◆ DATA SUPPLIED ◆
-- Opening Marker --

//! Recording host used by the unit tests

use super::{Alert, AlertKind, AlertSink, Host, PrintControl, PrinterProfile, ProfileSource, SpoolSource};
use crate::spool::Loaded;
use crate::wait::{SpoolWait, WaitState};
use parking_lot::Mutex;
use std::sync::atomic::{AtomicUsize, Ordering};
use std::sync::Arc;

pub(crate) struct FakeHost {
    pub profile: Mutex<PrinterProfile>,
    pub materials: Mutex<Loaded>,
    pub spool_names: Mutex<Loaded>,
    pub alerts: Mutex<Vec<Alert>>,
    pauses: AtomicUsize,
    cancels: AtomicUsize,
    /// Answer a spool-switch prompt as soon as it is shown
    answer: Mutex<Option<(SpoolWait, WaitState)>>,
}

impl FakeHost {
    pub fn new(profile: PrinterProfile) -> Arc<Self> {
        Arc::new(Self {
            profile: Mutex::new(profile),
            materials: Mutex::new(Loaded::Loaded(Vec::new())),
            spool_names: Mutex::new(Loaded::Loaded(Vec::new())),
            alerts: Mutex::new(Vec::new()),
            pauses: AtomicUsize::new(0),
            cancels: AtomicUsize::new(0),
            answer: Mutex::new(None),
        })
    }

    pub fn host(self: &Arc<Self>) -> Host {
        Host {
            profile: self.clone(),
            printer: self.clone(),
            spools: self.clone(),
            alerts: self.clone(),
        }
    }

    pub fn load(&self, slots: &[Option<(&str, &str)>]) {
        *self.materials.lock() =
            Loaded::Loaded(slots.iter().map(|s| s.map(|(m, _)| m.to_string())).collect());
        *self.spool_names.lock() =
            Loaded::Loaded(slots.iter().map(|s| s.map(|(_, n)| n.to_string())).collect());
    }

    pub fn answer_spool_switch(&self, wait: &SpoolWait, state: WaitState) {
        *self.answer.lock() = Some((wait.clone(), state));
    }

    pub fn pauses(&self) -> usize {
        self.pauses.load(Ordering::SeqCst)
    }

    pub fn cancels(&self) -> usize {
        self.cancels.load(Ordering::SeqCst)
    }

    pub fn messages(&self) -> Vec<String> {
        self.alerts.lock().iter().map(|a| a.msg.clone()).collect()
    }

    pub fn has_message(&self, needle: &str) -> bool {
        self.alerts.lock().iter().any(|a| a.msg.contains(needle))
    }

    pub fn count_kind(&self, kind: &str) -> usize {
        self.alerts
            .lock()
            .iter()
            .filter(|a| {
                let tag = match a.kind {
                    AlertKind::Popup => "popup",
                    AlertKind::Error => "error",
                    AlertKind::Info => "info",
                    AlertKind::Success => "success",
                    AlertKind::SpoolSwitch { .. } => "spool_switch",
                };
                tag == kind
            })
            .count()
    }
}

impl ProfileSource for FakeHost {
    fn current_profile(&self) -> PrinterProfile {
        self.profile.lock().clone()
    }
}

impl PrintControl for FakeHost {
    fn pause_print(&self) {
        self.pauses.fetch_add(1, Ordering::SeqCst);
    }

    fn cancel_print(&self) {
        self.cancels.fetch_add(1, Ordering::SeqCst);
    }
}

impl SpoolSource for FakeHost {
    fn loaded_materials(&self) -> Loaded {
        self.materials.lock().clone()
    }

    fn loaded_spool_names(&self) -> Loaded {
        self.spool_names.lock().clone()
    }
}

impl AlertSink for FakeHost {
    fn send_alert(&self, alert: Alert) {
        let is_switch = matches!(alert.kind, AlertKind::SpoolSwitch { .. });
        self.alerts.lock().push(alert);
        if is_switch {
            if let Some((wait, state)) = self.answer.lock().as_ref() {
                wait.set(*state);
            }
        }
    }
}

-- Closing Marker --
-- Opening Marker --

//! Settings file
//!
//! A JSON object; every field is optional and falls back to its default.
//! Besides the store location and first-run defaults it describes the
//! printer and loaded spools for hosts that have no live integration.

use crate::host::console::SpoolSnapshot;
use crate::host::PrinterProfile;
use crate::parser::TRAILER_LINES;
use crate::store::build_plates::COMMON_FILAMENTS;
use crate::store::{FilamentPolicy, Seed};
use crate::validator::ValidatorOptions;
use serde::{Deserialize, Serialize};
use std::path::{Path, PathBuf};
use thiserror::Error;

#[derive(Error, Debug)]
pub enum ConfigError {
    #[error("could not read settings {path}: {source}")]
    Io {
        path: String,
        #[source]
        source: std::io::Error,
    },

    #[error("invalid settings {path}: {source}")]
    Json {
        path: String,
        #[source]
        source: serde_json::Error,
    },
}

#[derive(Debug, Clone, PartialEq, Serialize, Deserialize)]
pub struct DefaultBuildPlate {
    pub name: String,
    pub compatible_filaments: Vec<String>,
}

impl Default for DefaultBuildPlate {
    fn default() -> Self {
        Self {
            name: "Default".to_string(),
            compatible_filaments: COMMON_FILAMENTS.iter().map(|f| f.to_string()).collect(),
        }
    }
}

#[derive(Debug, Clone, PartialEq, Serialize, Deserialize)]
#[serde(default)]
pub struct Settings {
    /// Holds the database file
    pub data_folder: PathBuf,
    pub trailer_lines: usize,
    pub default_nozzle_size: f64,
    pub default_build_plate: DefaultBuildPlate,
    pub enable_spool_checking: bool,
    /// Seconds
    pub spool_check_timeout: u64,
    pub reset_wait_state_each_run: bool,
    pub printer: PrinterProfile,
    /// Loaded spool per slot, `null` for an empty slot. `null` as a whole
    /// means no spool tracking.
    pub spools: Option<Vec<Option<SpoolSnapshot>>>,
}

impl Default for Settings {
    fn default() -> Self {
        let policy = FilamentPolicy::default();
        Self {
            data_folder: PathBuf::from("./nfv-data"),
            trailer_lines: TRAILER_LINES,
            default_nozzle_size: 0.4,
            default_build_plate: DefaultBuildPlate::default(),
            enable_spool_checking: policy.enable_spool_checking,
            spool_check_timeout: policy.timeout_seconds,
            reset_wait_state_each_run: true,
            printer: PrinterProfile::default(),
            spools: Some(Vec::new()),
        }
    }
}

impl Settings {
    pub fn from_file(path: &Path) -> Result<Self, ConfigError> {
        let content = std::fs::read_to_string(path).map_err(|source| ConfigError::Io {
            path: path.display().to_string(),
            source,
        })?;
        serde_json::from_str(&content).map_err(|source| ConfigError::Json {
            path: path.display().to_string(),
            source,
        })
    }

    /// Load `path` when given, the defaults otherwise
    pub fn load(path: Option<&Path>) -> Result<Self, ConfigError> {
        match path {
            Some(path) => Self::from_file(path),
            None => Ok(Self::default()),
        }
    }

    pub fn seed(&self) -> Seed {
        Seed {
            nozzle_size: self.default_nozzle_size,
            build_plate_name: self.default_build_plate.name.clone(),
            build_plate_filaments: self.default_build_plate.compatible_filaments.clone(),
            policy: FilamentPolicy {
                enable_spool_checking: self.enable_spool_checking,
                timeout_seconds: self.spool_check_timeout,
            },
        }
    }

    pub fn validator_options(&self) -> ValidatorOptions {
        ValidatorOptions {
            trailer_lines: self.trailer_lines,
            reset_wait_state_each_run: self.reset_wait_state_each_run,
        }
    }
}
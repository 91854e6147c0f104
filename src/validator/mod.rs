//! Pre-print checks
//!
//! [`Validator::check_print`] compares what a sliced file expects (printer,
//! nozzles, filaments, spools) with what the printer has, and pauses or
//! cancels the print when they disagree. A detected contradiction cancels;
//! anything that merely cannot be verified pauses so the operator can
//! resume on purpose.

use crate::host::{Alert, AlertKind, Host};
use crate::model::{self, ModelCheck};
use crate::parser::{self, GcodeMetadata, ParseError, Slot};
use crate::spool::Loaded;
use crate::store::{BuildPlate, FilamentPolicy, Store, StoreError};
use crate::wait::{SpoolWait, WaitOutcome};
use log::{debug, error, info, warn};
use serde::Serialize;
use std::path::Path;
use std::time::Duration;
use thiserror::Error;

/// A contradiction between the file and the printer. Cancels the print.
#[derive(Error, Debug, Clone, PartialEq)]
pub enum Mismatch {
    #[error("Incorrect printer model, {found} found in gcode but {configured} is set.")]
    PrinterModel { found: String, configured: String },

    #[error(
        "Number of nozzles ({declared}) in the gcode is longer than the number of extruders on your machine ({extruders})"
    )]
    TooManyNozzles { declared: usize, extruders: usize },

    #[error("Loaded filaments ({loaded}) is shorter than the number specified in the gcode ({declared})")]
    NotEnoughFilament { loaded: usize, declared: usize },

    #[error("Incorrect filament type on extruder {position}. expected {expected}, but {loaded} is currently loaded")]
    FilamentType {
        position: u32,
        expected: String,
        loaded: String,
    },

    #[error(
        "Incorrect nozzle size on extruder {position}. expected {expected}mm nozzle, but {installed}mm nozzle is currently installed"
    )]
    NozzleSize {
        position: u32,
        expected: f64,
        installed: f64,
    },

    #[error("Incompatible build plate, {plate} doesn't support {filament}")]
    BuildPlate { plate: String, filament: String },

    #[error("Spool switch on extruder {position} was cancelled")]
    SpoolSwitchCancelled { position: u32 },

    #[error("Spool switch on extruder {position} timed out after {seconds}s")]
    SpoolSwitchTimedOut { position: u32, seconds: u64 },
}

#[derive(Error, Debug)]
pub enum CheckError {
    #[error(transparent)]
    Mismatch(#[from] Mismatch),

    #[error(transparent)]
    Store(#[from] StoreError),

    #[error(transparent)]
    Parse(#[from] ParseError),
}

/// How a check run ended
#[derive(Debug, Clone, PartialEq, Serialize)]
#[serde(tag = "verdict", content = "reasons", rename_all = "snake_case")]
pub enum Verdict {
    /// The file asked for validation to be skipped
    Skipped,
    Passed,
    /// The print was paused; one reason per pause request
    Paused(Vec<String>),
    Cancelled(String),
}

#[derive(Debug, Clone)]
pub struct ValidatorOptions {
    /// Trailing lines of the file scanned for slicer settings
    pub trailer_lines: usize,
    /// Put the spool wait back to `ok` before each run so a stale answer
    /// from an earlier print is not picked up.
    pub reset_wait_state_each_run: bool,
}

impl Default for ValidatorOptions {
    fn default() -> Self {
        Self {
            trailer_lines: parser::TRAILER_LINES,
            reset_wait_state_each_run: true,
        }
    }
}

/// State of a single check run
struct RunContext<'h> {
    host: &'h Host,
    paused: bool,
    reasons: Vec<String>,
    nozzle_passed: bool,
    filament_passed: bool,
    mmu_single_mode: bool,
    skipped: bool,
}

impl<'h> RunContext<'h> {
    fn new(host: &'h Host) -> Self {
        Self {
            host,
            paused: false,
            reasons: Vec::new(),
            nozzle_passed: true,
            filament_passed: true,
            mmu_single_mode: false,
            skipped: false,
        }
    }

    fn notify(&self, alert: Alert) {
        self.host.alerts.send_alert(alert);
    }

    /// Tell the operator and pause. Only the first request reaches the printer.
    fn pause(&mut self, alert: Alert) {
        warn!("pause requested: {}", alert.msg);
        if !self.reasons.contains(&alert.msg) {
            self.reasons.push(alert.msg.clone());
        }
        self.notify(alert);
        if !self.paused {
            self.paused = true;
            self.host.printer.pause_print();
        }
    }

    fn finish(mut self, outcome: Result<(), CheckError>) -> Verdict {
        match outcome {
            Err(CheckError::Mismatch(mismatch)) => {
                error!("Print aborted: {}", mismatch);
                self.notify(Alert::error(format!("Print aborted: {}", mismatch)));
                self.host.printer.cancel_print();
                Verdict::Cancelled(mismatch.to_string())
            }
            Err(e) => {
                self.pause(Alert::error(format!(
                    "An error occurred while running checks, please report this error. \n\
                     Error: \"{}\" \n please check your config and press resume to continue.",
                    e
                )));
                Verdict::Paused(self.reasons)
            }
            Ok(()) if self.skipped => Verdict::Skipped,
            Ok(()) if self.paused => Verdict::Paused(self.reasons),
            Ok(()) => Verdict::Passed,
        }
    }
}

-- Closing Marker --

◆ WORK ORDER ◆
Find every line of the data that includes the string "AlertSink". Copy each of those lines.

◆ EXERCISE RESPONSE ◆
use super::{Alert, AlertKind, AlertSink, Host, PrintControl, PrinterProfile, ProfileSource, SpoolSource};
impl AlertSink for FakeHost {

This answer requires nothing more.